I nostri prodotti sono accessibili su tutti i livelli di mercato. Lavorando con partner dei settori energia e telecomunicazioni, siamo in grado di rendere i nostri prodotti ancor più accessibili. Ad esempio, attivando un contratto di energia di quattro anni con Engie Italia, è possibile disporre di un Nest Learning Thermostat compreso di installazione.

Puntate ad affiancare anche studi di progettazione e imprese di costruzione?
Abbiamo lavorato con studi di progettazione e imprese di costruzione in tutta Europa. Ad esempio, nuove imprese costruttrici iniziano a incorporare i prodotti Nest nelle case già a partire dalla fase di sviluppo o offrendo "pacchetti di connettività" che i clienti possono aggiornare durante la costruzione di nuove case.

Gli obiettivi 2017 per il business?
Nest è installato in milioni di case in oltre 190 paesi nel mondo e abbiamo migliaia di clienti in Italia. Siamo il principale brand di connected home al mondo e crediamo che questo successo sia stato costruito sui nostri prodotti, che sono unici e offrono un valore reale ai clienti. Il mercato dei prodotti per la smart home è già molto attivo in Italia. Secondo il Politecnico di Milano, il 46% degli italiani è disposto a comprare uno di questi prodotti o servizi per la casa nel prossimo futuro. Siamo convinti che combinando ottimi prodotti con un ottimo marketing e consentendo ai consumatori di accedere ai nostri prodotti in diversi modi saremo il brand di Connected Home numero uno in Italia.

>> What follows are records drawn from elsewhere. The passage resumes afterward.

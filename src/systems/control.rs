//! Control System: advances time-driven candidates.
//!
//! Runs in the control slot, right before the Brain, and calls `tick(dt)` on
//! every enabled move and turn candidate whether or not it is currently
//! winning. Candidates use it for their own clocks (active windows, cooldowns),
//! so their priority is current by the time the Brain arbitrates.

use bevy_ecs::prelude::*;

use crate::components::candidates::{MoveCandidates, TurnCandidates};
use crate::resources::systemtable::BatchSystem;
use crate::systems::order;

type ControlQuery = (
    Option<&'static mut MoveCandidates>,
    Option<&'static mut TurnCandidates>,
);

#[derive(Default)]
pub struct ControlSystem {
    query: Option<QueryState<ControlQuery>>,
}

impl BatchSystem for ControlSystem {
    fn name(&self) -> &'static str {
        "control"
    }

    fn order(&self) -> i32 {
        order::CONTROL
    }

    fn update(&mut self, world: &mut World, components: &[Entity], dt: f32) {
        let query = self.query.get_or_insert_with(|| world.query::<ControlQuery>());
        for &actor in components {
            let Ok((moves, turns)) = query.get_mut(world, actor) else {
                continue;
            };
            if let Some(mut moves) = moves {
                for entry in moves.active_iter_mut() {
                    entry.provider.tick(dt);
                }
            }
            if let Some(mut turns) = turns {
                for entry in turns.active_iter_mut() {
                    entry.provider.tick(dt);
                }
            }
        }
    }
}

#[cfg(test)]
mod tests {
    use super::*;
    use crate::components::priority::Priority;
    use crate::components::providers::{ActiveWindow, ConstantMove};
    use crate::resources::timing::Timing;
    use crate::systems::channel::run_batch_systems;
    use crate::systems::registration::{init_scheduler, register_component};
    use glam::Vec3;

    #[test]
    fn test_ticks_enabled_candidates_only() {
        let mut world = World::new();
        init_scheduler(&mut world);
        let window = ActiveWindow::new(1.0, 5.0);
        let mut moves = MoveCandidates::new()
            .with(ConstantMove::new(Vec3::X, 3).with_window(window))
            .with(ConstantMove::new(Vec3::Z, 3).with_window(window));
        let frozen_id = moves.active().nth(1).unwrap().id;
        moves.set_enabled(frozen_id, false);
        let actor = world.spawn(moves).id();
        register_component::<ControlSystem>(&mut world, actor, Timing::Update);

        run_batch_systems(&mut world, Timing::Update, 1.5);

        let moves = world.get::<MoveCandidates>(actor).unwrap();
        let ticked: Vec<i32> = moves
            .active()
            .map(|entry| entry.provider.priority())
            .collect();
        assert_eq!(ticked, vec![3]);
        assert_eq!(moves.get(frozen_id).unwrap().priority(), 0);
    }
}
//! World-space pose of an actor.
//!
//! [`ActorTransform`] is the host's transform: the Brain reads it at the start
//! of a tick and writes the resolved pose back through [`ActorTransform::move_to`].
//! Yaw is in degrees around the up (Y) axis, kept in `[0, 360)`.

use bevy_ecs::prelude::Component;
use glam::Vec3;

#[derive(Component, Clone, Copy, Debug, PartialEq)]
pub struct ActorTransform {
    pub position: Vec3,
    pub yaw: f32,
}

impl Default for ActorTransform {
    fn default() -> Self {
        Self {
            position: Vec3::ZERO,
            yaw: 0.0,
        }
    }
}

impl ActorTransform {
    pub fn new(position: Vec3, yaw: f32) -> Self {
        Self {
            position,
            yaw: normalize_degrees(yaw),
        }
    }

    pub fn from_xyz(x: f32, y: f32, z: f32) -> Self {
        Self::new(Vec3::new(x, y, z), 0.0)
    }

    /// Place the actor at `position` facing `yaw` degrees.
    pub fn move_to(&mut self, position: Vec3, yaw: f32) {
        self.position = position;
        self.yaw = normalize_degrees(yaw);
    }

    /// Unit vector the actor faces on the XZ plane.
    pub fn forward(&self) -> Vec3 {
        let radians = self.yaw.to_radians();
        Vec3::new(radians.sin(), 0.0, radians.cos())
    }
}

/// Wrap an angle in degrees into `[0, 360)`.
pub fn normalize_degrees(degrees: f32) -> f32 {
    let wrapped = degrees.rem_euclid(360.0);
    if wrapped >= 360.0 { 0.0 } else { wrapped }
}

#[cfg(test)]
mod tests {
    use super::*;

    const EPSILON: f32 = 1e-4;

    #[test]
    fn test_normalize_degrees() {
        assert!((normalize_degrees(370.0) - 10.0).abs() < EPSILON);
        assert!((normalize_degrees(-90.0) - 270.0).abs() < EPSILON);
        assert!((normalize_degrees(360.0)).abs() < EPSILON);
    }

    #[test]
    fn test_move_to_wraps_yaw() {
        let mut transform = ActorTransform::default();
        transform.move_to(Vec3::new(1.0, 2.0, 3.0), -45.0);
        assert_eq!(transform.position, Vec3::new(1.0, 2.0, 3.0));
        assert!((transform.yaw - 315.0).abs() < EPSILON);
    }

    #[test]
    fn test_forward_at_zero_yaw_is_plus_z() {
        let transform = ActorTransform::default();
        assert!((transform.forward() - Vec3::Z).length() < EPSILON);
    }
}
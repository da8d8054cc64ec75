//! Ground contact notifications.
//!
//! Delivered by the gravity System's post hook over crossbeam channels to the
//! receivers handed out by
//! [`subscribe_ground_events`](crate::systems::gravity::subscribe_ground_events).

use bevy_ecs::entity::Entity;

#[derive(Debug, Clone, Copy, PartialEq)]
pub enum GroundEvent {
    /// The actor touched the ground this tick.
    Landed { actor: Entity, height: f32 },
    /// The actor was grounded last tick and is airborne now.
    LeftGround { actor: Entity },
}

impl GroundEvent {
    pub fn actor(&self) -> Entity {
        match self {
            GroundEvent::Landed { actor, .. } | GroundEvent::LeftGround { actor } => *actor,
        }
    }
}
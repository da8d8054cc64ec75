//! Dependent-system hooks emitted by the Brain.
//!
//! Once an actor's transform has been written for the tick, the Brain triggers
//! [`CameraUpdateEvent`] and then [`IkUpdateEvent`]. Both carry the applied
//! pose, so observers never need to query the transform again. Without an
//! observer the trigger is a no-op.

use bevy_ecs::prelude::*;
use glam::Vec3;

#[derive(Event, Debug, Clone, Copy, PartialEq)]
pub struct CameraUpdateEvent {
    pub actor: Entity,
    pub position: Vec3,
    pub yaw: f32,
}

#[derive(Event, Debug, Clone, Copy, PartialEq)]
pub struct IkUpdateEvent {
    pub actor: Entity,
    pub position: Vec3,
    pub yaw: f32,
    /// Displacement applied this tick, after axis freeze.
    pub displacement: Vec3,
}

L'avvento dell'Internet of Things e dell'intelligenza artificiale quanto rivoluzioneranno la domotica come la conosciamo oggi?
La mission di Nest è di creare una casa che sia "premurosa", che si occupi delle persone che vi abitano e del mondo che le circonda. Una parte fondamentale della realizzazione di questa mission è l'utilizzo dell'autoapprendimento delle macchine per fornire ai nostri clienti un'esperienza positiva e aiutarli a risolvere grandi problemi. Nest Learning Thermostat consente di risparmiare energia adattandosi automaticamente ai cambiamenti della vita quotidiana e alle stagioni. Inizialmente l'utente deve regolare il termostato per fornire i dati di riferimento delle proprie abitudini. È in grado di memorizzare gli orari degli abitanti di casa, capire a quale temperatura sono abituati e valutare quando e quanto tempo serve per riscaldare e raffreddare la casa. Utilizzando i sensori integrati e le localizzazioni degli smartphone, è in grado di passare alla modalità di risparmio energetico quando rileva che nessuno è in casa. L'apprendimento automatico serve anche a creare avvisi più intelligenti, per segnalazioni di movimento più accurate, con meno notifiche ma più precise.